Trotz anhaltender Besorgnis über handelsbedingte Unterbrechungen der Lieferketten hat der Global Supply Chain Pressure Index der New Yorker Fed keine nennenswerten Spannungen angezeigt. Diese Daten, die bis Mai 2025 gelten, könnten laut Invesco noch verzögerte Auswirkungen widerspiegeln. Im Moment schienen die Bedingungen jedoch stabil zu sein.
Die USA stellten eine Ausnahme vom aktuellen disinflationären Trend dar. Zölle könnten sowohl die Erzeuger- als auch die Verbraucherpreise erhöhen, was miterklärt, warum die Fed seit Dezember 2024 die Zinsen nicht gesenkt hat. Die Mitglieder des FOMC haben signalisiert, dass sie mit weiteren Zinssenkungen bis zum Ende dieses Jahres warten wollen.

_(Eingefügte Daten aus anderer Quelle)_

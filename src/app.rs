use std::time::{Duration, Instant};

use serde::Serialize;
use tracing::info;

use crate::assemble::assemble;
use crate::config::ResolvedConfig;
use crate::document::{MapDocument, build_document};
use crate::error::MapperError;
use crate::esi::UniverseSource;
use crate::layout::{LayoutSource, import_layouts};
use crate::pipeline::Pipeline;
use crate::store::MapStore;

#[derive(Debug, Clone, Serialize)]
pub struct GenerateResult {
    pub generated_at: String,
    pub regions: usize,
    pub constellations: usize,
    pub systems: usize,
    pub stargates: usize,
    pub dangling_references: usize,
    pub maps: Vec<String>,
    pub skipped_regions: Vec<String>,
    pub galaxy_path: String,
    pub maps_dir: String,
    pub elapsed_ms: u128,
}

#[derive(Debug, Clone)]
pub struct ProgressEvent {
    pub message: String,
    pub elapsed: Option<Duration>,
}

pub trait ProgressSink {
    fn event(&self, event: ProgressEvent);
}

/// Forwards progress to the `info` log.
pub struct TracingSink;

impl ProgressSink for TracingSink {
    fn event(&self, event: ProgressEvent) {
        match event.elapsed {
            Some(elapsed) => info!(?elapsed, "{}", event.message),
            None => info!("{}", event.message),
        }
    }
}

pub struct NoopSink;

impl ProgressSink for NoopSink {
    fn event(&self, _event: ProgressEvent) {}
}

pub struct App<S: UniverseSource, L: LayoutSource> {
    store: MapStore,
    universe: S,
    layouts: L,
    config: ResolvedConfig,
}

impl<S: UniverseSource, L: LayoutSource> App<S, L> {
    pub fn new(store: MapStore, universe: S, layouts: L, config: ResolvedConfig) -> Self {
        Self {
            store,
            universe,
            layouts,
            config,
        }
    }

    pub fn store(&self) -> &MapStore {
        &self.store
    }

    /// Fetches the universe, imports the region charts and replaces the
    /// stored snapshot and map documents. Nothing is written unless every
    /// step succeeded.
    pub fn generate(&self, sink: &dyn ProgressSink) -> Result<GenerateResult, MapperError> {
        let started = Instant::now();

        let universe = Pipeline::new(&self.universe, self.config.tuning).run(sink)?;

        sink.event(ProgressEvent {
            message: "phase=Assemble; building galaxy".to_string(),
            elapsed: None,
        });
        let (galaxy, report) = assemble(&universe);

        let import = import_layouts(&self.layouts, &self.config.layout_regions, sink)?;
        let documents: Vec<MapDocument> = import
            .layouts
            .iter()
            .map(|layout| {
                build_document(
                    layout,
                    &galaxy,
                    self.config.canvas,
                    self.config.author.as_deref(),
                )
            })
            .collect();

        sink.event(ProgressEvent {
            message: format!("phase=Store; writing {} maps", documents.len()),
            elapsed: None,
        });
        let written = self.store.write_output(&galaxy, &documents)?;

        let elapsed = started.elapsed();
        sink.event(ProgressEvent {
            message: "phase=Done; generation complete".to_string(),
            elapsed: Some(elapsed),
        });

        Ok(GenerateResult {
            generated_at: chrono::Utc::now().to_rfc3339(),
            regions: report.regions,
            constellations: report.constellations,
            systems: report.systems,
            stargates: report.stargates,
            dangling_references: report.dangling.len(),
            maps: documents.into_iter().map(|document| document.name).collect(),
            skipped_regions: import.skipped,
            galaxy_path: written.galaxy_path.to_string(),
            maps_dir: self.store.maps_dir().to_string(),
            elapsed_ms: elapsed.as_millis(),
        })
    }
}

Im Gegensatz dazu dürften sinkende Rohstoffpreise und ein schwächerer US-Dollar die Disinflation im Ausland unterstützen und anderen Zentralbanken eine weitere Lockerung ermöglichen. Invesco geht davon aus, dass die Fed schnell handeln wird, sobald sie wieder mit der Lockerung beginnt.
Im vergangenen Jahr erzielten fast alle der vierzehn globalen Vermögenswerte positive Gesamtrenditen – mit Ausnahme von Rohstoffen. Am besten schnitten Bitcoin, Gold und Aktien (sowohl US-amerikanische als auch nicht-amerikanische) ab. China erzielte ebenfalls gute Ergebnisse. Bei den festverzinslichen Wertpapieren waren die Schwellenländer führend. In den letzten Monaten habe sich die Dynmaik jedoch verschoben. Seit Ende Februar haben mehr Vermögenswerte negative Renditen verzeichnet, insbesondere Private Equity, Rohstoffe und US-Aktien.
Bitcoin und Gold gehören weiterhin zu den Spitzenreitern, ebenso wie Nicht-US-Aktien, insbesondere aus Japan. Die relative Performance von Staatsanleihen ist gestiegen, während der US-Dollar an Wert verloren hat. Trotz der Marktvolatilität im April habe sich die Wertentwicklung von Vermögenswerten überraschend gut gehalten. Im Mai erholten sich US-Aktien, während sichere Anlagen wie Anleihen und Gold an Boden verloren.
Die entscheidende Frage sei nun, ob es sich bei der jüngsten Outperformance von Aktien gegenüber Staatsanleihen sowie bei der Führung von US-Aktien um eine echte Trendwende oder nur um eine vorübergehende Erleichterungsrallye handelt. «Wir sehen die Antwort im Wirtschaftszyklus. Solange sich das weltweite BIP-Wachstum nicht deutlich verlangsamt, bezweifeln wir, dass defensive Anlagen wie Staatsanleihen sowie Nicht-Staatsanleihen mit Investment Grade die Führung übernehmen werden», schreiben die Experten von Invesco.
Stattdessen erwarte man für das kommende Jahr eine Beschleunigung der Weltwirtschaft. Dieses Umfeld dürfte selektiv risikoreichere Anlagen wie Nicht-US-Aktien und Industrierohstoffe begünstigen. Bei US-Aktien bleibe man jedoch aufgrund von Bedenken hinsichtlich der Bewertungen und der inländischen Aussichten zurückhaltend. «Auch bei US-Dollar, Gold und Bitcoin sehen wir überzogene Bewertungen», so das Fazit.